Working from the records below, repeat exactly the lines starting at the line that contains "hash chain: digests" and ending at the line that contains "use thiserror::Error;", inclusive.
--- Input records ---
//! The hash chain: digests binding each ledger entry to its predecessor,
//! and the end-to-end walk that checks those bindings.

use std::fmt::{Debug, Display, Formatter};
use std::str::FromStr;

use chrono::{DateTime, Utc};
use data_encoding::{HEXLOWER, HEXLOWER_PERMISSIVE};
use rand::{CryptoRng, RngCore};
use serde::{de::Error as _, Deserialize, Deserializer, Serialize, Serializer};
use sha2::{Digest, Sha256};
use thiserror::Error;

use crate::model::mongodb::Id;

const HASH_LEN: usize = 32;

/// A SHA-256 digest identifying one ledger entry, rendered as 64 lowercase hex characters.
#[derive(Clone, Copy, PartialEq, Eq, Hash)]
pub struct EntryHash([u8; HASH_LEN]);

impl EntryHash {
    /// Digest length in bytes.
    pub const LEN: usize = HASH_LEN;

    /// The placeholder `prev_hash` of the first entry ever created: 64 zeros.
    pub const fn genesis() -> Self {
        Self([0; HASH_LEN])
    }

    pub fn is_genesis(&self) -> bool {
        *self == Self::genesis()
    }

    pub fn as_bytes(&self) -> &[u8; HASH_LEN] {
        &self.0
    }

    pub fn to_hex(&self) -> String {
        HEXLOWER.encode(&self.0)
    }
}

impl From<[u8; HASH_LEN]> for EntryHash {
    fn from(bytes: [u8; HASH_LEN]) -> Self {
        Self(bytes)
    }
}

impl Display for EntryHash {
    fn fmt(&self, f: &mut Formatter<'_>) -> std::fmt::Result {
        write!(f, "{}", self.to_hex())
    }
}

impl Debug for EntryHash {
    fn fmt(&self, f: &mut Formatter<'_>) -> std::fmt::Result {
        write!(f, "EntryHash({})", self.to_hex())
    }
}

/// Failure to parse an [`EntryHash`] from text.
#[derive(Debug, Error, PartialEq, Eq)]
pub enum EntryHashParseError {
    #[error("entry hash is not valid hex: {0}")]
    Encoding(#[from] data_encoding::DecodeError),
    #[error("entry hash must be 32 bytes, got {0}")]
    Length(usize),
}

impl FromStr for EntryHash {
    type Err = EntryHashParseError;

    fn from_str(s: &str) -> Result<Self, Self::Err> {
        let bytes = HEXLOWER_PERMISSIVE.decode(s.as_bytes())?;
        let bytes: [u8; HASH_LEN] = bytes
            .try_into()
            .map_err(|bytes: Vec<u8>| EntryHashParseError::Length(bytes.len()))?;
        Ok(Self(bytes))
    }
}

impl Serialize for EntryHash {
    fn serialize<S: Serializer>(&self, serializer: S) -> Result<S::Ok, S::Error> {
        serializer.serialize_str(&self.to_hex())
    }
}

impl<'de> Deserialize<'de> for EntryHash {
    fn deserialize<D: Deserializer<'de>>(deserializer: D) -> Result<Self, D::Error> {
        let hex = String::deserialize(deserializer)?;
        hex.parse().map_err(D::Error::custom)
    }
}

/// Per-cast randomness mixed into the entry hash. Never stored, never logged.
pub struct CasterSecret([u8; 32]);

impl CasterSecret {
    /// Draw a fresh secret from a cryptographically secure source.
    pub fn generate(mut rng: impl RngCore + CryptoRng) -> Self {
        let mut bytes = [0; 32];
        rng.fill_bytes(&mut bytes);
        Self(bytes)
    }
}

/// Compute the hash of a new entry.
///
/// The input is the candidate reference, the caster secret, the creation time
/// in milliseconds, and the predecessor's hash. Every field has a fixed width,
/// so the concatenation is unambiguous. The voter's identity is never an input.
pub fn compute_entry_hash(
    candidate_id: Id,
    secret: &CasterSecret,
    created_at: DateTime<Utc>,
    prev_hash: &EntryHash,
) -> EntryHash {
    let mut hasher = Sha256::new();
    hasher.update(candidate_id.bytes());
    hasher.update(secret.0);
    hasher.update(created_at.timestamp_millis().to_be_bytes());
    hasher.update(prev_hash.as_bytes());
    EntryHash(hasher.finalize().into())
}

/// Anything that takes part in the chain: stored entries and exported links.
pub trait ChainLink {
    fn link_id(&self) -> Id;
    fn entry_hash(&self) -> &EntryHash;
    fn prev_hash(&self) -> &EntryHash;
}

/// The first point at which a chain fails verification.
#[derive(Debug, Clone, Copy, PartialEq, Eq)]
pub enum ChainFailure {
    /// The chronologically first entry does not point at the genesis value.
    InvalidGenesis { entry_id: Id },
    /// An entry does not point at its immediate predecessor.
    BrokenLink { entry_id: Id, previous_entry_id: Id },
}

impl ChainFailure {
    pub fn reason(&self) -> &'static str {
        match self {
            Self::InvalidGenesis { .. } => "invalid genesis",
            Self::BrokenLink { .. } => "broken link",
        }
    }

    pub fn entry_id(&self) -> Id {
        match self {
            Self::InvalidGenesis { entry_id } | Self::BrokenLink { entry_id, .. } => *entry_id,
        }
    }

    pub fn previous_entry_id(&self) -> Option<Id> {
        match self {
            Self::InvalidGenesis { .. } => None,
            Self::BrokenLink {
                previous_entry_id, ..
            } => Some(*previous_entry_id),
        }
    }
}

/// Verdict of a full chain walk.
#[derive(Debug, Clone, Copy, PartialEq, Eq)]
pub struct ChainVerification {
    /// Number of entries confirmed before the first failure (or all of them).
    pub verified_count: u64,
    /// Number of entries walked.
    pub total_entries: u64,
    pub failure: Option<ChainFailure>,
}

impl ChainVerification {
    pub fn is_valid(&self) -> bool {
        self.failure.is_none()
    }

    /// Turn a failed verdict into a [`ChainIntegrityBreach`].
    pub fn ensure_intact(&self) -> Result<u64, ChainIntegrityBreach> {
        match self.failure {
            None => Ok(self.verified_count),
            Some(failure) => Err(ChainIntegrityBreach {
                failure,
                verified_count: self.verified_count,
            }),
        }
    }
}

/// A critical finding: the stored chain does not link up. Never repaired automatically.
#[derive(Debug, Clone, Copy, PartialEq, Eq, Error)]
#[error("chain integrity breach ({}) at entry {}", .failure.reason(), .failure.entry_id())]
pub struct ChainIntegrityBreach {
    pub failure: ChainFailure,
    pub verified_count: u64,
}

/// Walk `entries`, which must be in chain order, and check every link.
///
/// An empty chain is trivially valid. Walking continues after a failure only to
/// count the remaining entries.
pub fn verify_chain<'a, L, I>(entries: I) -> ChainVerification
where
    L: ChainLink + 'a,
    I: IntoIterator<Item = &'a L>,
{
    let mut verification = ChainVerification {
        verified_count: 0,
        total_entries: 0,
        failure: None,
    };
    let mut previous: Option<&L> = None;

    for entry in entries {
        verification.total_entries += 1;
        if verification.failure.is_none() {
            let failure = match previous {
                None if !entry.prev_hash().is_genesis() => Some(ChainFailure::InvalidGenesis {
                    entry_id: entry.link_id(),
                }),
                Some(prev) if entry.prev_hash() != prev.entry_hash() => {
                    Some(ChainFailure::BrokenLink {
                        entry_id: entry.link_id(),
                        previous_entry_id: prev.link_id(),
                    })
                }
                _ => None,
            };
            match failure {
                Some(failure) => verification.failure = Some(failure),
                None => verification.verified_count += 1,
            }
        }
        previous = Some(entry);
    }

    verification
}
---
--- Input records ---
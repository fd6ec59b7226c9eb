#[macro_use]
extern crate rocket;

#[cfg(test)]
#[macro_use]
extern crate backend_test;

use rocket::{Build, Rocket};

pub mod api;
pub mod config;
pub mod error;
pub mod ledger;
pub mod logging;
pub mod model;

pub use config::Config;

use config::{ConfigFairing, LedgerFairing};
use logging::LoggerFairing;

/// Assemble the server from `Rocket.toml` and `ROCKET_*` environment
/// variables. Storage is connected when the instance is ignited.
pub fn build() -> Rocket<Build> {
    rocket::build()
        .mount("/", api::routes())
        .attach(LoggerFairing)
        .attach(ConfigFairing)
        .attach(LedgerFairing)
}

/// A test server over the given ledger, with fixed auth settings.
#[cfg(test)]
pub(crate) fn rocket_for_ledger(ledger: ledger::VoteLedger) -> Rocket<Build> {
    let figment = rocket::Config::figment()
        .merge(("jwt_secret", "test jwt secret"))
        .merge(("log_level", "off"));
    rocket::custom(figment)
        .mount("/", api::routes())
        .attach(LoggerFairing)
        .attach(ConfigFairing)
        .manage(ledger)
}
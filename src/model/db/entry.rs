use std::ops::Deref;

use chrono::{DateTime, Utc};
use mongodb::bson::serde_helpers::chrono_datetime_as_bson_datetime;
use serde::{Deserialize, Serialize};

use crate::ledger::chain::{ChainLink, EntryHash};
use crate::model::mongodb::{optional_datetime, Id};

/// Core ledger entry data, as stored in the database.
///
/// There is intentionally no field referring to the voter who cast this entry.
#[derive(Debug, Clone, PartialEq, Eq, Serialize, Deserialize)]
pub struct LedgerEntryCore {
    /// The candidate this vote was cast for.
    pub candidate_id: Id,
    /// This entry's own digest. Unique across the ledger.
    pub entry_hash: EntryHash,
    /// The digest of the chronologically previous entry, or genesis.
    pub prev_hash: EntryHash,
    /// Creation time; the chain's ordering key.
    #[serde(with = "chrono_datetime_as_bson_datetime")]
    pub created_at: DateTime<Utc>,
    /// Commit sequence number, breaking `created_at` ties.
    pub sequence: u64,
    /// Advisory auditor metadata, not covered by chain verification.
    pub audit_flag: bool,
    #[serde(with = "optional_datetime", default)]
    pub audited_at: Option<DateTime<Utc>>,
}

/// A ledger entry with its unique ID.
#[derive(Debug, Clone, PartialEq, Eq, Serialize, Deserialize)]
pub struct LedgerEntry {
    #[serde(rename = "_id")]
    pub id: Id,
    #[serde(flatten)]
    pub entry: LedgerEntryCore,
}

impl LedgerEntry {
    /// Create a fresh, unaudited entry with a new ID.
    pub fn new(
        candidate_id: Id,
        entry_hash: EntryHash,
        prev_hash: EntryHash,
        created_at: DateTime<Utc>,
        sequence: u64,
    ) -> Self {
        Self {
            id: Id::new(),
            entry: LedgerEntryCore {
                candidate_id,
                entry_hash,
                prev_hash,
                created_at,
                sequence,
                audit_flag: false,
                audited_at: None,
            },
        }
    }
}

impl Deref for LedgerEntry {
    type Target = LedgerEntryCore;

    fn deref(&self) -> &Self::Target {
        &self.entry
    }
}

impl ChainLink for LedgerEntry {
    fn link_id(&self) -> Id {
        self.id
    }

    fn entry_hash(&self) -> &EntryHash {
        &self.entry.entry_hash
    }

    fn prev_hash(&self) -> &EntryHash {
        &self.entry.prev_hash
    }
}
---
=== Output for this exercise ===
//! The hash chain: digests binding each ledger entry to its predecessor,
//! and the end-to-end walk that checks those bindings.

use std::fmt::{Debug, Display, Formatter};
use std::str::FromStr;

use chrono::{DateTime, Utc};
use data_encoding::{HEXLOWER, HEXLOWER_PERMISSIVE};
use rand::{CryptoRng, RngCore};
use serde::{de::Error as _, Deserialize, Deserializer, Serialize, Serializer};
use sha2::{Digest, Sha256};
use thiserror::Error;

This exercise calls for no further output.